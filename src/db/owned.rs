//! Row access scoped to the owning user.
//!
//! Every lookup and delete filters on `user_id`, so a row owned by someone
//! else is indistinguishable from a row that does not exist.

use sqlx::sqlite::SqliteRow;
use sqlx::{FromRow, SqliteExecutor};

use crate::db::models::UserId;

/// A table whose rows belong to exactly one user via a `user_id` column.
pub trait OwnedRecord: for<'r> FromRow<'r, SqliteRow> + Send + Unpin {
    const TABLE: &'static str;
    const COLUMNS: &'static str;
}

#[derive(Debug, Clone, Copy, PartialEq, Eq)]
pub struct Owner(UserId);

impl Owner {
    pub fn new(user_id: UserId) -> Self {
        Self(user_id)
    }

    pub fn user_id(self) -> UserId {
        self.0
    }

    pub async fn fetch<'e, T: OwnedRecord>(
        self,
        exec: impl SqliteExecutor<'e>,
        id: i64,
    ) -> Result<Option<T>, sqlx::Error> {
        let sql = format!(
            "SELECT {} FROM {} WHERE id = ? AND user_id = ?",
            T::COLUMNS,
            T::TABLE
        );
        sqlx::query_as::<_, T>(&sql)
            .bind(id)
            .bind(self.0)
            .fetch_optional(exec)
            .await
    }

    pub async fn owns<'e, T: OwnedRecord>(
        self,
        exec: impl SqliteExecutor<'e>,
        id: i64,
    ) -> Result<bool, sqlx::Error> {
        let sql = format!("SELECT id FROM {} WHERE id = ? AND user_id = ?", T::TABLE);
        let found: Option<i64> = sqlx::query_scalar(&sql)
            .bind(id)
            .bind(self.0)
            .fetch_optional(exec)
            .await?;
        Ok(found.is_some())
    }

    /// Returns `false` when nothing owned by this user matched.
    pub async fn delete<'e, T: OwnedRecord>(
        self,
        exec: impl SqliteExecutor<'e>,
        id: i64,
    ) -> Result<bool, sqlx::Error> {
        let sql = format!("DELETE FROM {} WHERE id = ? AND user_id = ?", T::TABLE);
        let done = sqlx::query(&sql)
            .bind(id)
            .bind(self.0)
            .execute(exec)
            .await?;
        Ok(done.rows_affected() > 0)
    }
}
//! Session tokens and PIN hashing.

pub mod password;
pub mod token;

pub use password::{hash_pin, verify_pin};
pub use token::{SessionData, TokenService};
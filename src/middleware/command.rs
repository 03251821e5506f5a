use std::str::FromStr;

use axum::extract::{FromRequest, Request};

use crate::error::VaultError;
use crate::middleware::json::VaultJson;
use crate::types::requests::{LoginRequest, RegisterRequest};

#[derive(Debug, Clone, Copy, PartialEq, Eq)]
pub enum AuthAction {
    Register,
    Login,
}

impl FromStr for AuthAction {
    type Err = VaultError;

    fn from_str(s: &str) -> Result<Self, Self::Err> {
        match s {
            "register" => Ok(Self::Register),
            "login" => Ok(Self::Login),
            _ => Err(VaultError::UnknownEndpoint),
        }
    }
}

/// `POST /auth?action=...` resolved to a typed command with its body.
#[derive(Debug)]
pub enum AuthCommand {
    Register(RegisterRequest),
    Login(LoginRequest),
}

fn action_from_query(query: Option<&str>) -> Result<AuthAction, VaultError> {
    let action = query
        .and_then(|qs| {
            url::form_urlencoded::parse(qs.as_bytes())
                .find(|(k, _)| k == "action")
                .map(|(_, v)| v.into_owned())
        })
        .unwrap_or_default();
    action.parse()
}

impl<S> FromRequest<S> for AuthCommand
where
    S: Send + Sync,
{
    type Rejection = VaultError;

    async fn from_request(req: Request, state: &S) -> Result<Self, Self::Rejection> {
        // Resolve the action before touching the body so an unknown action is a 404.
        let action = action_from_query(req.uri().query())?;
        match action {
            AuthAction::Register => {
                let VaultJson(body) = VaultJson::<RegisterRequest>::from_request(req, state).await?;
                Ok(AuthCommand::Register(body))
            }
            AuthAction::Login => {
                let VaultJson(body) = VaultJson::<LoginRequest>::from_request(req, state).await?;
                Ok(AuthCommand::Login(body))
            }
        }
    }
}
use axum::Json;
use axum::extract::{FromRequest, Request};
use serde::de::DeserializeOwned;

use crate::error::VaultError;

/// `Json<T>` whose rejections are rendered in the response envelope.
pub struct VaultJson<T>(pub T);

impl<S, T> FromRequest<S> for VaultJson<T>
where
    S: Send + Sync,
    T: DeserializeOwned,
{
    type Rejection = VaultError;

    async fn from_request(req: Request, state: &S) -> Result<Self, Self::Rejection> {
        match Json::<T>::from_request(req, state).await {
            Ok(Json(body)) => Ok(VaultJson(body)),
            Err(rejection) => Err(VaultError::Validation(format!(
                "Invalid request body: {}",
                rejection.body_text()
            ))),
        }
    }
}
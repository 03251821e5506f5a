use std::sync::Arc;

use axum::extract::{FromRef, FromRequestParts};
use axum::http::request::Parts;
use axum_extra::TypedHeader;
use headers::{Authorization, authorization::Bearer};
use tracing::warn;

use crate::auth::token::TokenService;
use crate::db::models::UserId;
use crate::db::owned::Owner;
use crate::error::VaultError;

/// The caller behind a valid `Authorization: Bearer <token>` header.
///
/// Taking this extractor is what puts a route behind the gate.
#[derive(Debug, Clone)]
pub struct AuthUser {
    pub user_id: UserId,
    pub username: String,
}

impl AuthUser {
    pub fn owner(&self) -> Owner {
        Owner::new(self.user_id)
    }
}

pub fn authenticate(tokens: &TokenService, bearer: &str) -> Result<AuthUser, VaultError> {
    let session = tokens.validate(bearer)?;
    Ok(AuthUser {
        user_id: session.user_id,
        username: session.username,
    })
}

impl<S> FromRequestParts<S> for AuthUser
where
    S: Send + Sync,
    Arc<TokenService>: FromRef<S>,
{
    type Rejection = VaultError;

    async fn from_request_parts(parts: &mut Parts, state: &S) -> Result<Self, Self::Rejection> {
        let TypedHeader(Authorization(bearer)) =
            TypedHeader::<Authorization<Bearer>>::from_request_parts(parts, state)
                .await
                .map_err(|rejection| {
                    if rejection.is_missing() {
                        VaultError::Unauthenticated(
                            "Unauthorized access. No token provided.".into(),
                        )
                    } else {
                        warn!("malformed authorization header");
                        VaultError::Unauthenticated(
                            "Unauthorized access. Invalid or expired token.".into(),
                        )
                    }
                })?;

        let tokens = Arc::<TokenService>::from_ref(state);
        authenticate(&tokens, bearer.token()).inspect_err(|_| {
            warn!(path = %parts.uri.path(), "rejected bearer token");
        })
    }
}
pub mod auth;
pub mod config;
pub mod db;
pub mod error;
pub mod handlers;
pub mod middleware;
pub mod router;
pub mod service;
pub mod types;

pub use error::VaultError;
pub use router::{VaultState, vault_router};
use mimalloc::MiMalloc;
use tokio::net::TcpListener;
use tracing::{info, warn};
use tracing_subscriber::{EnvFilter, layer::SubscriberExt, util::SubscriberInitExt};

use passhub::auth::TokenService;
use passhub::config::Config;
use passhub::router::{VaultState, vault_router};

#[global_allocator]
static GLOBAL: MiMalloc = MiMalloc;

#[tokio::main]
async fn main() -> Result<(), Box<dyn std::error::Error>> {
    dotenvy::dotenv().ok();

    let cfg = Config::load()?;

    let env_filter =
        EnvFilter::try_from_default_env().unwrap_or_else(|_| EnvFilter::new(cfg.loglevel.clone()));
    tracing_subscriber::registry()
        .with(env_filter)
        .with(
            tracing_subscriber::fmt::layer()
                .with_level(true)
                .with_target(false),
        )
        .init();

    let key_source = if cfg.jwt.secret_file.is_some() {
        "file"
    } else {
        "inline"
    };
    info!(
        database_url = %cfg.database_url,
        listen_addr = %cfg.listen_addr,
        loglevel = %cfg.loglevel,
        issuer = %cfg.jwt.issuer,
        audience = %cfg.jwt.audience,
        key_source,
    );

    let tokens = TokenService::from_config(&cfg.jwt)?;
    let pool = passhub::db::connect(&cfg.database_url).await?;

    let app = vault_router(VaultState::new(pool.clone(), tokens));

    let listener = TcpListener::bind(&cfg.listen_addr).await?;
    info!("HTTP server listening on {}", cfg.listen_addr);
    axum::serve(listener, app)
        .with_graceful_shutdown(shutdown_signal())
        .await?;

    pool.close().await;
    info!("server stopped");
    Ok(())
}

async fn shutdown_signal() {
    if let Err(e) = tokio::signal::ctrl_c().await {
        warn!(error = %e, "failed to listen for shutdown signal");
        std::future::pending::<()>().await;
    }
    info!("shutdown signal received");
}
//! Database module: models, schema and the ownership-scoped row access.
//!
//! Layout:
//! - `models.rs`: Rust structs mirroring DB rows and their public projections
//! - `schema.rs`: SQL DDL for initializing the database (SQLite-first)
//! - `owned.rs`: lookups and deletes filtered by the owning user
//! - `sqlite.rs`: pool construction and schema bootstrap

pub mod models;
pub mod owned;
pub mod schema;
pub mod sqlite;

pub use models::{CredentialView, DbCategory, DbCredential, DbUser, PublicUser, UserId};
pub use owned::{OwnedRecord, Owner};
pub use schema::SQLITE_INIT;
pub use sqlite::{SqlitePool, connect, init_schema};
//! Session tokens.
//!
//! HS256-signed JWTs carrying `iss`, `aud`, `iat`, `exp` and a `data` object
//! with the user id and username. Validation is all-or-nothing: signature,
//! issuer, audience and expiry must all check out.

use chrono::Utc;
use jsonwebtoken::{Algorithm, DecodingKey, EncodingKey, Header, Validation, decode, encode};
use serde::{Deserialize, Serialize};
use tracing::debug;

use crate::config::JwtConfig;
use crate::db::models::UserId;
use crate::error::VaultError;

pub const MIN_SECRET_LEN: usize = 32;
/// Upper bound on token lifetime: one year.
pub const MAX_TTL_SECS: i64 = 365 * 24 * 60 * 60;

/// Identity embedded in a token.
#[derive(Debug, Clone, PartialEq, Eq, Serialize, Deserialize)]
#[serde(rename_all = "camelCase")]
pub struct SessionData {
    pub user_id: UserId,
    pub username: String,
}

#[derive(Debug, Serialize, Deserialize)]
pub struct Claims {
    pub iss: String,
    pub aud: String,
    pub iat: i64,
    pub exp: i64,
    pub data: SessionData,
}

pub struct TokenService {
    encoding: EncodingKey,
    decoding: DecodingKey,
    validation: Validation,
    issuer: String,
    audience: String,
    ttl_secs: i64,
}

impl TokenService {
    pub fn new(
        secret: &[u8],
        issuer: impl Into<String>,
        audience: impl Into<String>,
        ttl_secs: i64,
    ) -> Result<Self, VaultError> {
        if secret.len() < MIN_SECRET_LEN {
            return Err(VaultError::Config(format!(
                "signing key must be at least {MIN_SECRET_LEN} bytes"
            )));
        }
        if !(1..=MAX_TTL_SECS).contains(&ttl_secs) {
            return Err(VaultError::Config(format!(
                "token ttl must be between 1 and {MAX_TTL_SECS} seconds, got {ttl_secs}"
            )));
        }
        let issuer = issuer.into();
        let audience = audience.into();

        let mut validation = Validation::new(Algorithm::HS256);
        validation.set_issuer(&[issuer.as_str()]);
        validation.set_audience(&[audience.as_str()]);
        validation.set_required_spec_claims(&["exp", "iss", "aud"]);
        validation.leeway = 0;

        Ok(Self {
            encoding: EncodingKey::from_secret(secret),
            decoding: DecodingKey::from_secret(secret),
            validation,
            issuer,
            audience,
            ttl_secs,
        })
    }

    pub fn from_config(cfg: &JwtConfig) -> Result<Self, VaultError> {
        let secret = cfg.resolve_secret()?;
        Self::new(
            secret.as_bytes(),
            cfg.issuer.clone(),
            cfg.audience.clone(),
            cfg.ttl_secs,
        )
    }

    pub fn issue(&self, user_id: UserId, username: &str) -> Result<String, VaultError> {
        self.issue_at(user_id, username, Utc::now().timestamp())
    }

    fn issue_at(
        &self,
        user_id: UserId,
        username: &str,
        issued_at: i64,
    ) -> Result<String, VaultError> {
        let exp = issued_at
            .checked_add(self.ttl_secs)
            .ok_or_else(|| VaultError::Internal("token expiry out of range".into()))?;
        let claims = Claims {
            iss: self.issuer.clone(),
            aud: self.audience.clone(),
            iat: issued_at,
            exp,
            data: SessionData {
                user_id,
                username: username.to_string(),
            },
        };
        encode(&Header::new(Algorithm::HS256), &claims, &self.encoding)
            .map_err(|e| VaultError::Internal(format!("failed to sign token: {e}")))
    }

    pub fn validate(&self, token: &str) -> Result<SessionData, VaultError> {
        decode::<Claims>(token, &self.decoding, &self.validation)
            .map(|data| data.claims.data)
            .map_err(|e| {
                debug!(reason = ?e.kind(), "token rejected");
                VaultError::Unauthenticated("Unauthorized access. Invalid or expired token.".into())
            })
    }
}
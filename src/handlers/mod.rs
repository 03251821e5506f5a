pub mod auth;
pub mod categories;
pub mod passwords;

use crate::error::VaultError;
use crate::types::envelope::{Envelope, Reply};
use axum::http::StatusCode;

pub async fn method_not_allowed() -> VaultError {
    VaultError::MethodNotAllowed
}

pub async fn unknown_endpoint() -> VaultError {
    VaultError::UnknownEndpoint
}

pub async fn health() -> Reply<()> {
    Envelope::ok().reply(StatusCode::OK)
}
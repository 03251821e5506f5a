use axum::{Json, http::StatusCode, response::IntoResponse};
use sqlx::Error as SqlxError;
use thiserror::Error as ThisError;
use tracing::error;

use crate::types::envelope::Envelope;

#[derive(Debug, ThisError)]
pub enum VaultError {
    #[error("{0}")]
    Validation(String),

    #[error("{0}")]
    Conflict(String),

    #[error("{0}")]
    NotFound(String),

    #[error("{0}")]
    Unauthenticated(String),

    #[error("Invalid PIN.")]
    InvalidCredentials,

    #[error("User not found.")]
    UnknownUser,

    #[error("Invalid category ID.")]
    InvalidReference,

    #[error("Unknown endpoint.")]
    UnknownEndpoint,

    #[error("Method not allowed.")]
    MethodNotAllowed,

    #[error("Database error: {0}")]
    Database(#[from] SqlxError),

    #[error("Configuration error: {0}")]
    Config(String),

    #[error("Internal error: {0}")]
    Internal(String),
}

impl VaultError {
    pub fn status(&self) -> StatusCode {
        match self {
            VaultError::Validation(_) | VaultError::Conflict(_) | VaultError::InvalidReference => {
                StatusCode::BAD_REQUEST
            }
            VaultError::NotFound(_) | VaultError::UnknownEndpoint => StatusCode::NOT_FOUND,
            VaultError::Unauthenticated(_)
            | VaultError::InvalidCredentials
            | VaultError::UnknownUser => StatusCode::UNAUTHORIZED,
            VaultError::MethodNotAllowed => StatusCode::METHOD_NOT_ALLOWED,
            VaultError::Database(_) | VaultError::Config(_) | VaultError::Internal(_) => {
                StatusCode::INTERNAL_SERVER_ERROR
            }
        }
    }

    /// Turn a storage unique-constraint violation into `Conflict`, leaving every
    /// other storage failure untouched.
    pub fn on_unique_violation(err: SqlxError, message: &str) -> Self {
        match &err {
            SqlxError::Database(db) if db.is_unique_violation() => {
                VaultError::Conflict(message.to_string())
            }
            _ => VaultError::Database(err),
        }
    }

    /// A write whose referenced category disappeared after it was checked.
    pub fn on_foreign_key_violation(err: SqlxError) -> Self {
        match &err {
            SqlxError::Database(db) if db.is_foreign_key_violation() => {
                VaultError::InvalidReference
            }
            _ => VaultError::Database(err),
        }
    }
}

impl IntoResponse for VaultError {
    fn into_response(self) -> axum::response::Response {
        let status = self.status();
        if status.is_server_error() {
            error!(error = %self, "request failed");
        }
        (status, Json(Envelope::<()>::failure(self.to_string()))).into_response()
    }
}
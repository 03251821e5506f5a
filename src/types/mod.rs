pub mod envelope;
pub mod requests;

### EXERCISE AIM
For each line in the entries that holds "serde", return that line.

### REPLY TO THE EXERCISE
use serde::de::DeserializeOwned;
use serde::{Deserialize, Serialize};
#[serde(rename_all = "camelCase")]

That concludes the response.